Another scrapbook, with its yellowing pages, is filled with the memories and career highlights of black vaudeville performer Johnny Hudgins. There’s an advertisement from a theater in New Jersey, where he shared billing with actress Nina Mae McKinney, and contains several photographs of him performing in blackface. He documents trips to South America.

Even scrapbooks from the not so famous, however, are valuable.

Consider Walter Hutcherson, whose scrapbook gives a glimpse into black college life in the 1930s. Hutcherson was a student at Alabama’s Tuskegee Institute, now Tuskegee University, in the mid to late 1930s. The scrapbook contains a bright red feather with a gold “T” and a ticket from the 1938 Thanksgiving Day game. Hutcherson joined the ROTC program while at Tuskegee, served in a tank unit during World War II and later became a teacher in Guthrie, Okla.

Not much else is known about him.

“That’s a good thing about this,” said Laura L. Carroll, a manuscript archivist in the Emory library. “We hope we might hear from families or someone who knew them.”

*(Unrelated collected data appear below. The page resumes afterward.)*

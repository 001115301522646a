use serde::{Deserialize, Serialize};
use std::fmt;
use std::str::FromStr;

pub type TaskId = u64;

#[derive(Debug, Serialize, Deserialize, Clone, PartialEq, Eq)]
pub struct Task {
    pub id: TaskId,
    pub text: String,
    pub category: String,
    #[serde(rename = "type")]
    pub kind: TaskType,
}

#[derive(Debug, Serialize, Deserialize, Clone, Copy, PartialEq, Eq, Default)]
pub enum TaskType {
    #[default]
    #[serde(rename = "recurring", alias = "codzienne")]
    Recurring,
    #[serde(rename = "one-off", alias = "jednorazowe")]
    OneOff,
}

#[derive(thiserror::Error, Debug, PartialEq, Eq)]
pub enum BoardError {
    #[error("cannot add an empty task")]
    EmptyTaskText,
    #[error("cannot add a task without a category")]
    MissingCategory,
    #[error("category not found: {0}")]
    UnknownCategory(String),
    #[error("task ids exhausted")]
    IdsExhausted,
    #[error("unknown task type: {0} (expected recurring or one-off)")]
    UnknownTaskType(String),
}

/// The two collections a board owns. Every method here is a pure state
/// transition; persistence is layered on top by `board::TaskBoard`.
#[derive(Debug, Clone, Default, PartialEq, Eq)]
pub struct BoardState {
    pub tasks: Vec<Task>,
    pub categories: Vec<String>,
}

impl BoardState {
    pub fn new(tasks: Vec<Task>, categories: Vec<String>) -> Self {
        BoardState { tasks, categories }
    }

    pub fn has_category(&self, name: &str) -> bool {
        self.categories.iter().any(|c| c == name)
    }

    pub fn find_task(&self, id: TaskId) -> Option<&Task> {
        self.tasks.iter().find(|t| t.id == id)
    }

    pub fn max_task_id(&self) -> Option<TaskId> {
        self.tasks.iter().map(|t| t.id).max()
    }

    pub fn add_task(&mut self, task: Task) -> Result<(), BoardError> {
        if task.text.trim().is_empty() {
            return Err(BoardError::EmptyTaskText);
        }
        if task.category.trim().is_empty() {
            return Err(BoardError::MissingCategory);
        }
        if !self.has_category(&task.category) {
            return Err(BoardError::UnknownCategory(task.category));
        }
        self.tasks.push(task);
        Ok(())
    }

    pub fn remove_task(&mut self, id: TaskId) -> Option<Task> {
        let idx = self.tasks.iter().position(|t| t.id == id)?;
        Some(self.tasks.remove(idx))
    }

    pub fn add_category(&mut self, name: &str) -> bool {
        if name.trim().is_empty() || self.has_category(name) {
            return false;
        }
        self.categories.push(name.to_string());
        true
    }

    /// Removes the category and every task filed under it. Returns how many
    /// tasks went with it.
    pub fn remove_category(&mut self, name: &str) -> usize {
        self.categories.retain(|c| c != name);
        let before = self.tasks.len();
        self.tasks.retain(|t| t.category != name);
        before - self.tasks.len()
    }

    pub fn reassign_task(&mut self, id: TaskId, category: &str) -> bool {
        match self.tasks.iter_mut().find(|t| t.id == id) {
            Some(task) => {
                task.category = category.to_string();
                true
            }
            None => false,
        }
    }

    pub fn tasks_in<'a>(&'a self, category: &'a str) -> impl Iterator<Item = &'a Task> + 'a {
        self.tasks.iter().filter(move |t| t.category == category)
    }

    pub fn grouped(&self) -> Vec<(&str, Vec<&Task>)> {
        self.categories
            .iter()
            .map(|c| (c.as_str(), self.tasks_in(c).collect()))
            .collect()
    }
}

impl TaskType {
    pub fn label(&self) -> &'static str {
        match self {
            TaskType::Recurring => "recurring",
            TaskType::OneOff => "one-off",
        }
    }

    pub fn toggle(self) -> Self {
        match self {
            TaskType::Recurring => TaskType::OneOff,
            TaskType::OneOff => TaskType::Recurring,
        }
    }
}

impl fmt::Display for TaskType {
    fn fmt(&self, f: &mut fmt::Formatter<'_>) -> fmt::Result {
        f.write_str(self.label())
    }
}

impl FromStr for TaskType {
    type Err = BoardError;

    fn from_str(s: &str) -> Result<Self, Self::Err> {
        match s.trim().to_ascii_lowercase().as_str() {
            "recurring" | "daily" | "codzienne" => Ok(TaskType::Recurring),
            "one-off" | "oneoff" | "once" | "jednorazowe" => Ok(TaskType::OneOff),
            other => Err(BoardError::UnknownTaskType(other.to_string())),
        }
    }
}

impl Task {
    pub fn new(
        id: TaskId,
        text: impl Into<String>,
        category: impl Into<String>,
        kind: TaskType,
    ) -> Self {
        Task {
            id,
            text: text.into(),
            category: category.into(),
            kind,
        }
    }
}

#[cfg(test)]
mod tests {
    use super::*;

    fn board() -> BoardState {
        BoardState::new(
            vec![
                Task::new(1, "buy milk", "home", TaskType::OneOff),
                Task::new(2, "stand-up", "work", TaskType::Recurring),
                Task::new(3, "water plants", "home", TaskType::Recurring),
            ],
            vec!["home".into(), "work".into()],
        )
    }

    #[test]
    fn add_task_rejects_blank_text_without_changes() {
        let mut state = board();
        let err = state
            .add_task(Task::new(9, "   ", "home", TaskType::OneOff))
            .unwrap_err();
        assert_eq!(err, BoardError::EmptyTaskText);
        assert_eq!(state, board());
    }

    #[test]
    fn add_task_rejects_missing_or_unknown_category() {
        let mut state = board();
        assert_eq!(
            state.add_task(Task::new(9, "x", "", TaskType::OneOff)),
            Err(BoardError::MissingCategory)
        );
        assert_eq!(
            state.add_task(Task::new(9, "x", "garden", TaskType::OneOff)),
            Err(BoardError::UnknownCategory("garden".into()))
        );
        assert_eq!(state.tasks.len(), 3);
    }

    #[test]
    fn remove_task_only_touches_matching_id() {
        let mut state = board();
        let removed = state.remove_task(2).unwrap();
        assert_eq!(removed.text, "stand-up");
        assert_eq!(state.tasks.iter().map(|t| t.id).collect::<Vec<_>>(), vec![1, 3]);
        assert!(state.remove_task(42).is_none());
        assert_eq!(state.tasks.len(), 2);
    }

    #[test]
    fn add_category_is_case_sensitive_and_rejects_duplicates() {
        let mut state = board();
        assert!(!state.add_category("home"));
        assert!(!state.add_category("  "));
        assert!(state.add_category("Home"));
        assert_eq!(state.categories, vec!["home", "work", "Home"]);
    }

    #[test]
    fn remove_category_cascades_to_its_tasks() {
        let mut state = board();
        assert_eq!(state.remove_category("home"), 2);
        assert_eq!(state.categories, vec!["work"]);
        assert_eq!(state.tasks.len(), 1);
        assert!(state.tasks.iter().all(|t| t.category == "work"));
    }

    #[test]
    fn reassign_changes_only_the_category_of_one_task() {
        let mut state = board();
        assert!(state.reassign_task(1, "work"));
        let mut expected = board();
        expected.tasks[0].category = "work".into();
        assert_eq!(state, expected);
        assert!(!state.reassign_task(77, "work"));
        assert_eq!(state, expected);
    }

    #[test]
    fn grouped_follows_category_then_task_order() {
        let mut state = board();
        state.tasks.push(Task::new(4, "orphan", "gone", TaskType::OneOff));
        let groups = state.grouped();
        assert_eq!(groups.len(), 2);
        assert_eq!(groups[0].0, "home");
        assert_eq!(
            groups[0].1.iter().map(|t| t.id).collect::<Vec<_>>(),
            vec![1, 3]
        );
        assert_eq!(groups[1].1.len(), 1);
    }

    #[test]
    fn task_type_parses_labels_and_legacy_names() {
        assert_eq!("one-off".parse::<TaskType>().unwrap(), TaskType::OneOff);
        assert_eq!("Codzienne".parse::<TaskType>().unwrap(), TaskType::Recurring);
        assert!("weekly".parse::<TaskType>().is_err());
    }

    #[test]
    fn task_serializes_type_under_its_wire_name() {
        let json = serde_json::to_string(&Task::new(5, "a", "b", TaskType::OneOff)).unwrap();
        assert_eq!(json, r#"{"id":5,"text":"a","category":"b","type":"one-off"}"#);
        let legacy: Task =
            serde_json::from_str(r#"{"id":5,"text":"a","category":"b","type":"jednorazowe"}"#)
                .unwrap();
        assert_eq!(legacy.kind, TaskType::OneOff);
    }
}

The library gained the scrapbooks, which are available for public viewing, from a variety of sources, Burkett said. Some were donated by family members. Others came as part of collections that were bought from dealers. He worries that some of the scrapbooks are in danger because the fragile pages are brittle and chipping away.

“They’re the building blocks, really, upon which any historian has to go to reconstruct the lives of people who are not more famous,” said Stan Deaton, a senior historian with the Georgia Historical Society. Particularly today, “when people don’t take time to write letters ... everything is deleted or digital.” Scrapbooks, he said, can shed light on how people lived, the decisions they made and why they made them, their values.

Carroll offers some tips for scrapbookers: Use acid-free paper at all times; don’t use tape — use apolyvinyl acetate adhesive; if you want to include newspaper clippings, photocopy them on to acid-free paper, then affix them to your scrapbook.

The Emory project is a huge undertaking because of the volume of material contained in the scrapbooks and the condition.

“They’re like the neglected children,” Carroll said. “They’re hard to deal with and are stubborn but interesting. ... The problem is how do we preserve them best?”